Learning Theories
Educational Law
Diversity
Names in Education
MISC
100

He proposed the hierarchy of human needs that impact learning.

Who is Abraham Maslow?

100

This landmark Supreme Court case declared segregated schools unconstitutional.

What is Brown v. Board of Education?

100

This is a very all-encompassing concept and includes the many things that combine to make one community or group different from another, such as their: values, clothing, religion, holidays, traditions, language, music, literature, beliefs and expectations (Alsubaie, 2015; Perso, 2012).

What is Culture?

100

Carol Dweck promotes a classroom that encourages effort, mistakes, and persistence in this mindset.

What is a Growth Mindset?

100

An important resource for writing objectives with verbs classified by level, this helps teachers to track whether students are using higher-order thinking skills while engaged in a lesson.

What is Bloom's Taxonomy? 

200

They are the key theorists of Progressivism, which focuses its educational stance toward experiential learning with a focus on developing the whole child. Students learn by doing rather than being lectured to by teachers. Curriculum is usually integrated across contents instead of siloed into different disciplines.

Who are John Dewey and Maria Montessori?

200

This act requires public schools to meet accountability standards based on student achievement.

What was No Child Left Behind (NCLB)?

200

He is considered to be a highly influential scholar, and some say “founder”, of  multicultural education, a pedagogical approach that works to ensure all students have equal access to learning. Multicultural education in his view has five dimensions: cultural integration, knowledge construction, prejudice reduction, equity pedagogy, and empowering school culture...

Who is Dr. James Bank?

200

Pierson emphasized this relational practice as key to student success.

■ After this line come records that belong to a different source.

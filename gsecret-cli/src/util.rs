//! Shared utility functions used across command modules.

use std::io::{BufRead, IsTerminal, Write};
use std::path::Path;
use std::sync::Arc;

use gsecret_core::cache::JsonFileIndexStore;
use gsecret_core::config::{AppSettings, ConfigManager};
use gsecret_core::error::ConfigError;
use gsecret_core::secret::{
    DecryptionPrompt, GcpSecretManager, KeyringStore, OfflineRemoteStore, RemoteSecretStore,
    SecretEngine, TokenSource,
};
use secrecy::{ExposeSecret, SecretString};

use crate::error::CliError;

/// Global options shared by every command
#[derive(Debug, Clone, Copy)]
pub struct Context<'a> {
    /// Custom configuration directory
    pub config_path: Option<&'a Path>,
    /// Suppress informational output
    pub quiet: bool,
    /// Skip the remote store
    pub offline: bool,
}

impl Context<'_> {
    /// Prints an informational line unless `--quiet` is set
    pub fn info(&self, message: impl std::fmt::Display) {
        if !self.quiet {
            println!("{message}");
        }
    }
}

/// Creates a `ConfigManager` using the optional custom config directory
/// from CLI args.
pub fn create_config_manager(config_path: Option<&Path>) -> Result<ConfigManager, CliError> {
    match config_path {
        Some(path) => Ok(ConfigManager::with_config_dir(path.to_path_buf())),
        None => ConfigManager::new()
            .map_err(|e| CliError::Config(format!("Failed to initialize config: {e}"))),
    }
}

/// Loads settings and the configured project id
pub fn load_project(manager: &ConfigManager) -> Result<(AppSettings, String), CliError> {
    let settings = manager.load_settings()?;
    let project_id = settings
        .project_id()
        .map(str::to_string)
        .ok_or(ConfigError::MissingProjectId)?;
    Ok((settings, project_id))
}

/// Builds the engine for a project
///
/// `--offline` swaps the remote client for one that is never reachable.
pub fn build_engine(
    ctx: &Context<'_>,
    manager: &ConfigManager,
    settings: &AppSettings,
    project_id: &str,
) -> Result<SecretEngine, CliError> {
    let remote: Arc<dyn RemoteSecretStore> = if ctx.offline {
        Arc::new(OfflineRemoteStore)
    } else {
        let client = GcpSecretManager::new(
            project_id,
            &settings.remote,
            TokenSource::from_settings(&settings.remote),
        )
        .map_err(|e| CliError::Secret(e.to_string()))?;
        Arc::new(client)
    };

    let index = JsonFileIndexStore::new(manager.index_cache_path(settings));

    Ok(SecretEngine::new(
        project_id,
        remote,
        Arc::new(KeyringStore::new()),
        Arc::new(index),
    ))
}

/// Creates the runtime used to drive async engine calls
pub fn create_runtime() -> Result<tokio::runtime::Runtime, CliError> {
    tokio::runtime::Runtime::new()
        .map_err(|e| CliError::Config(format!("Failed to create runtime: {e}")))
}

/// Prints the active project banner
pub fn print_banner(ctx: &Context<'_>, project_id: &str) {
    ctx.info(format!("Project: {project_id}"));
}

/// Reads one visible line, without the trailing newline
pub fn prompt_line(label: &str) -> Result<String, CliError> {
    eprint!("{label}");
    std::io::stderr().flush()?;
    let mut line = String::new();
    std::io::stdin().lock().read_line(&mut line)?;
    Ok(line.trim_end_matches(['\r', '\n']).to_string())
}

/// Reads a secret: hidden prompt on a terminal, otherwise one line of stdin
pub fn read_secret(label: &str) -> Result<SecretString, CliError> {
    if std::io::stdin().is_terminal() {
        let value = rpassword::prompt_password(label)?;
        Ok(SecretString::from(value))
    } else {
        let mut line = String::new();
        std::io::stdin().lock().read_line(&mut line)?;
        Ok(SecretString::from(
            line.trim_end_matches(['\r', '\n']).to_string(),
        ))
    }
}

/// Asks for an optional decryption password on the terminal
#[derive(Debug, Clone, Copy, Default)]
pub struct TerminalPrompt;

impl TerminalPrompt {
    /// Whether an interactive prompt is possible
    pub fn is_available() -> bool {
        std::io::stdin().is_terminal()
    }
}

impl DecryptionPrompt for TerminalPrompt {
    fn request_password(&self, id: &str) -> Option<SecretString> {
        match rpassword::prompt_password(format!("A password to decrypt '{id}'? (optional): ")) {
            Ok(value) if !value.is_empty() => Some(SecretString::from(value)),
            Ok(_) => None,
            Err(e) => {
                tracing::debug!(error = %e, "Decryption prompt unavailable");
                None
            }
        }
    }
}

/// Compares two secrets without exposing them beyond the call
pub fn secrets_match(a: &SecretString, b: &SecretString) -> bool {
    a.expose_secret() == b.expose_secret()
}
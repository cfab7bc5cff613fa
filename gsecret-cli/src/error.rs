//! CLI error types and exit codes.

use gsecret_core::error::{ConfigError, EngineError};

/// Exit codes for CLI operations
pub mod exit_codes {
    /// General error - configuration, validation, IO
    pub const GENERAL_ERROR: i32 = 1;
    /// The secret already exists in the remote store
    pub const CONFLICT: i32 = 2;
    /// The operation was aborted by the user
    pub const ABORTED: i32 = 3;
    /// Interrupted by Ctrl+C after a delete was committed
    pub const INTERRUPTED: i32 = 130;
}

/// CLI error type
#[derive(Debug, thiserror::Error)]
pub enum CliError {
    /// Configuration error
    #[error("Configuration error: {0}")]
    Config(String),

    /// Secret store error
    #[error("Secret error: {0}")]
    Secret(String),

    /// The secret already exists remotely
    #[error("There is already a secret named: {0}")]
    Conflict(String),

    /// Aborted by the user
    #[error("{0}")]
    Aborted(String),

    /// Invalid user input
    #[error("Invalid input: {0}")]
    InvalidInput(String),

    /// IO error
    #[error("IO error: {0}")]
    Io(#[from] std::io::Error),
}

impl From<ConfigError> for CliError {
    fn from(err: ConfigError) -> Self {
        match err {
            ConfigError::Io(e) => Self::Io(e),
            other => Self::Config(other.to_string()),
        }
    }
}

impl From<EngineError> for CliError {
    fn from(err: EngineError) -> Self {
        match err {
            EngineError::Conflict(id) => Self::Conflict(id),
            EngineError::InvalidId(id) => Self::InvalidInput(format!("invalid secret id '{id}'")),
            other => Self::Secret(other.to_string()),
        }
    }
}

impl CliError {
    /// Returns the appropriate exit code for this error type.
    ///
    /// Exit codes:
    /// - 0: Success (not an error)
    /// - 1: General error (configuration, validation, IO)
    /// - 2: Conflict (secret already exists)
    /// - 3: Aborted (cancelled countdown, password mismatch)
    /// - 130: Ctrl+C after a delete was committed (exits directly)
    #[must_use]
    pub const fn exit_code(&self) -> i32 {
        match self {
            Self::Conflict(_) => exit_codes::CONFLICT,
            Self::Aborted(_) => exit_codes::ABORTED,
            Self::Config(_) | Self::Secret(_) | Self::InvalidInput(_) | Self::Io(_) => {
                exit_codes::GENERAL_ERROR
            }
        }
    }
}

What is building strong teacher–student relationships?

200

These are the four types of curricula that educators have to address in the classroom.

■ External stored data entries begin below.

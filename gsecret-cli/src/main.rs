//! `gsecret` CLI - store and fetch secrets in Google Secret Manager
//!
//! Every command degrades to the local keyring and the local index cache
//! when the remote store cannot be reached.

mod cli;
mod commands;
mod error;
mod format;
mod util;

use clap::Parser;
use cli::Cli;
use gsecret_core::tracing::{TracingConfig, TracingLevel, init_tracing};

fn main() {
    let cli = Cli::parse();
    init_logging(&cli);

    let ctx = util::Context {
        config_path: cli.config.as_deref(),
        quiet: cli.quiet,
        offline: cli.offline,
    };

    if let Err(e) = commands::dispatch(&ctx, cli.command) {
        eprintln!("Error: {e}");
        std::process::exit(e.exit_code());
    }
}

/// `-v` flags win over the `logging.level` setting; `--quiet` keeps errors only
///
/// Destination and filter come from `[logging]`; unreadable settings fall
/// back to stderr at `warn`.
fn init_logging(cli: &Cli) {
    let configured = util::create_config_manager(cli.config.as_deref())
        .ok()
        .and_then(|manager| {
            let settings = manager.load_settings().ok()?;
            let log_file = manager.log_file_path(&settings);
            Some(TracingConfig::from_settings(&settings.logging, log_file))
        })
        .unwrap_or_default();

    let level = if cli.quiet {
        TracingLevel::Error
    } else {
        TracingLevel::from_verbosity(cli.verbose, configured.level)
    };

    if let Err(e) = init_tracing(&configured.with_level(level)) {
        eprintln!("Warning: {e}");
    }
}
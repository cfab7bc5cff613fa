//! Add secret command.

use crate::cli::OutputFormat;
use crate::commands::list::print_listing;
use crate::error::CliError;
use crate::util::{
    Context, build_engine, create_config_manager, create_runtime, load_project, print_banner,
    prompt_line, read_secret, secrets_match,
};

/// Add secret command handler
pub fn cmd_add(ctx: &Context<'_>, id: Option<&str>, protect: bool) -> Result<(), CliError> {
    let manager = create_config_manager(ctx.config_path)?;
    let (settings, project_id) = load_project(&manager)?;
    print_banner(ctx, &project_id);

    let id = match id {
        Some(id) => id.trim().to_string(),
        None => prompt_line("Secret name: ")?.trim().to_string(),
    };
    if id.is_empty() {
        return Err(CliError::InvalidInput("secret name must not be empty".into()));
    }

    let value = read_secret("Secret value: ")?;

    let password = if protect {
        let first = read_secret("A password to encrypt: ")?;
        let second = read_secret("Confirm the password: ")?;
        if !secrets_match(&first, &second) {
            return Err(CliError::Aborted(
                "The two passwords are not the same".into(),
            ));
        }
        Some(first)
    } else {
        None
    };

    let engine = build_engine(ctx, &manager, &settings, &project_id)?;
    let outcome = create_runtime()?.block_on(engine.add(&id, &value, password.as_ref()))?;

    match &outcome.remote_version {
        Some(version) => ctx.info(format!("Added '{}' ({version})", outcome.id)),
        None => ctx.info(format!(
            "Remote store unavailable; '{}' saved locally",
            outcome.id
        )),
    }
    if outcome.protected {
        ctx.info("The value is encrypted; its password is cached in the local keyring");
    }

    print_listing(ctx, &outcome.listing, OutputFormat::Table)
}
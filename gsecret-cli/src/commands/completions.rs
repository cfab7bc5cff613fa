//! Shell completion generation.

use clap::CommandFactory;
use clap_complete::{Shell, generate};

use crate::cli::Cli;
use crate::error::CliError;

/// Generate shell completions and write to stdout.
pub fn cmd_completions(shell: Shell) -> Result<(), CliError> {
    let mut cmd = Cli::command();
    generate(shell, &mut cmd, "gsecret", &mut std::io::stdout());
    Ok(())
}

What are Explicit, Implicit, Null and Extracurricular?
300

The goal to emancipate marginalized or oppressed groups by developing, according to Paulo Freire, aiming to create a more just society through critical consciousness, dialogue, and action, rather than traditional rote learning.

What is Critical pedagogy?

300

This law ensures students with disabilities receive appropriate education and services.

What is IDEA?

300

This term has begun to replace the term ELL because it values the funds of knowledge and language competencies the students already have while celebrating their identity as someone becoming bilingual.

What is emergent bilingual?

300

This stresses modeling and teaching at students’ instructional levels rather than at the students’ frustration levels. Vygotsky defined IT as “the distance between the actual developmental level as determined by independent problem-solving and the level of potential development as determined through problem solving under adult guidance or in collaboration with more competent peers” (Vygotsky, 1978, p.86).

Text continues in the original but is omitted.